• **Record set**:
* * *

//! Generic sitemap-driven extractor
//!
//! Enumerates a catalog by walking a sitemap index breadth-first (child
//! sitemaps may be gzipped) and scrapes product pages for their HTML
//! metadata.

use crate::config::RetailerConfig;
use crate::extractor::fetcher::{fetch_bytes, fetch_page, PageFetch};
use crate::extractor::parser::parse_product_page;
use crate::extractor::{
    DiscoveredItem, ExtractError, Extractor, FailureKind, FetchContext, ProductIdPattern,
    ScrapeFailure, ScrapeOutcome, ScrapedProduct,
};
use async_trait::async_trait;
use flate2::read::GzDecoder;
use futures::stream::{self, BoxStream, StreamExt};
use reqwest::Client;
use serde_json::Value;
use sitemap::reader::{SiteMapEntity, SiteMapReader};
use std::collections::{HashSet, VecDeque};
use std::io::{Cursor, Read};
use url::Url;

/// Discovery method recorded for sitemap-sourced items
pub const SITEMAP_METHOD: &str = "sitemap";

/// The `<loc>` entries of one sitemap document
#[derive(Debug, Default, Clone, PartialEq, Eq)]
pub struct SitemapDocument {
    /// Child sitemaps listed by a sitemap index
    pub sitemaps: Vec<String>,

    /// Page URLs listed by a urlset
    pub urls: Vec<String>,
}

impl SitemapDocument {
    /// Whether the document is an index of other sitemaps
    pub fn is_index(&self) -> bool {
        !self.sitemaps.is_empty()
    }
}

/// Extractor for retailers whose catalog is published as sitemaps
pub struct SitemapExtractor {
    retailer: String,
    client: Client,
    ids: ProductIdPattern,
    sitemap_filter: Option<String>,
}

impl SitemapExtractor {
    /// Builds the extractor for one retailer profile
    ///
    /// # Arguments
    ///
    /// * `retailer` - The retailer profile
    /// * `client` - Direct client used while enumerating
    pub fn new(retailer: &RetailerConfig, client: Client) -> Result<Self, ExtractError> {
        Ok(Self {
            retailer: retailer.name.clone(),
            client,
            ids: ProductIdPattern::new(retailer.id_pattern.as_deref())?,
            sitemap_filter: retailer.sitemap_filter.clone(),
        })
    }

    async fn load_sitemap(&self, url: &str) -> Result<SitemapDocument, ExtractError> {
        let bytes = fetch_bytes(&self.client, url).await?;
        parse_sitemap(url, &decode_sitemap(url, &bytes)?)
    }

    /// Queues child sitemaps or emits product items from one sitemap
    fn expand(&self, url: &str, document: SitemapDocument, walk: &mut Walk<'_>) {
        if !document.urls.is_empty() && document.is_index() {
            tracing::warn!("Sitemap {} mixes <url> and <sitemap> entries", url);
        }

        for child in document.sitemaps {
            let wanted = self
                .sitemap_filter
                .as_deref()
                .map_or(true, |filter| child.contains(filter));
            if wanted && walk.visited.insert(child.clone()) {
                walk.queue.push_back(child);
            }
        }

        let mut matched = 0;
        for loc in document.urls {
            if let Some(product_id) = self.ids.extract(&loc) {
                matched += 1;
                walk.pending.push_back(Ok(DiscoveredItem {
                    url: loc,
                    product_id,
                    method: SITEMAP_METHOD.to_string(),
                }));
            }
        }
        tracing::debug!("Sitemap {} yielded {} product URLs", url, matched);
    }
}

/// Breadth-first walk state
struct Walk<'a> {
    extractor: &'a SitemapExtractor,
    queue: VecDeque<String>,
    visited: HashSet<String>,
    pending: VecDeque<Result<DiscoveredItem, ExtractError>>,
}

#[async_trait]
impl Extractor for SitemapExtractor {
    fn retailer(&self) -> &str {
        &self.retailer
    }

    fn enumerate<'a>(
        &'a self,
        root: &'a str,
    ) -> BoxStream<'a, Result<DiscoveredItem, ExtractError>> {
        let walk = Walk {
            extractor: self,
            queue: VecDeque::from([root.to_string()]),
            visited: HashSet::from([root.to_string()]),
            pending: VecDeque::new(),
        };

        stream::unfold(walk, |mut walk| async move {
            loop {
                if let Some(item) = walk.pending.pop_front() {
                    return Some((item, walk));
                }

                let url = walk.queue.pop_front()?;
                match walk.extractor.load_sitemap(&url).await {
                    Ok(document) => {
                        let extractor = walk.extractor;
                        extractor.expand(&url, document, &mut walk);
                    }
                    Err(e) => return Some((Err(e), walk)),
                }
            }
        })
        .boxed()
    }

    fn product_id(&self, url: &str) -> Option<String> {
        self.ids.extract(url)
    }

    async fn scrape_one(&self, url: &str, product_id: &str, ctx: &FetchContext) -> ScrapeOutcome {
        let (final_url, body) = match fetch_page(&ctx.client, url, ctx.mode).await {
            PageFetch::Success {
                final_url, body, ..
            } => (final_url, body),
            PageFetch::NotFound => return ScrapeOutcome::NotFound,
            PageFetch::Failed(failure) => return ScrapeOutcome::Failed(failure),
        };

        let base = match Url::parse(&final_url).or_else(|_| Url::parse(url)) {
            Ok(base) => base,
            Err(e) => {
                return ScrapeOutcome::Failed(ScrapeFailure::new(
                    FailureKind::Parse,
                    format!("unparseable URL {}: {}", url, e),
                ))
            }
        };

        let parsed = parse_product_page(&body, &base);
        if parsed.fields.is_empty() {
            return ScrapeOutcome::Failed(ScrapeFailure::new(
                FailureKind::Parse,
                "page carries no product metadata",
            ));
        }

        let mut fields = parsed.fields;
        fields.insert("product_id".to_string(), Value::from(product_id));
        fields.insert("url".to_string(), Value::from(url));

        ScrapeOutcome::Found(ScrapedProduct {
            fields,
            partial: !parsed.structured,
        })
    }
}

/// Decodes a sitemap body, inflating gzip content
fn decode_sitemap(url: &str, bytes: &[u8]) -> Result<Vec<u8>, ExtractError> {
    if bytes.starts_with(&[0x1f, 0x8b]) {
        let mut xml = Vec::new();
        GzDecoder::new(bytes)
            .read_to_end(&mut xml)
            .map_err(|e| ExtractError::Decode {
                url: url.to_string(),
                message: e.to_string(),
            })?;
        return Ok(xml);
    }

    Ok(bytes.to_vec())
}

/// Parses a sitemap or sitemap index
///
/// Reading stops at the first XML error. Entries read before it are kept;
/// a document that fails before yielding any entry is a decode error.
///
/// # Arguments
///
/// * `url` - Where the document came from, for error messages
/// * `xml` - The decoded document
pub fn parse_sitemap(url: &str, xml: &[u8]) -> Result<SitemapDocument, ExtractError> {
    let mut document = SitemapDocument::default();

    for entity in SiteMapReader::new(Cursor::new(xml)) {
        match entity {
            SiteMapEntity::Url(entry) => {
                if let Some(loc) = entry.loc.get_url() {
                    document.urls.push(loc.to_string());
                }
            }
            SiteMapEntity::SiteMap(entry) => {
                if let Some(loc) = entry.loc.get_url() {
                    document.sitemaps.push(loc.to_string());
                }
            }
            SiteMapEntity::Err(e) => {
                if document.urls.is_empty() && document.sitemaps.is_empty() {
                    return Err(ExtractError::Decode {
                        url: url.to_string(),
                        message: format!("{:?}", e),
                    });
                }
                tracing::warn!("Sitemap {} is truncated or malformed: {:?}", url, e);
                break;
            }
        }
    }

    Ok(document)
}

* * *

• **Task directions**: Show the lines above that include "root".

• **Task solution**:
        root: &'a str,
            queue: VecDeque::from([root.to_string()]),
            visited: HashSet::from([root.to_string()]),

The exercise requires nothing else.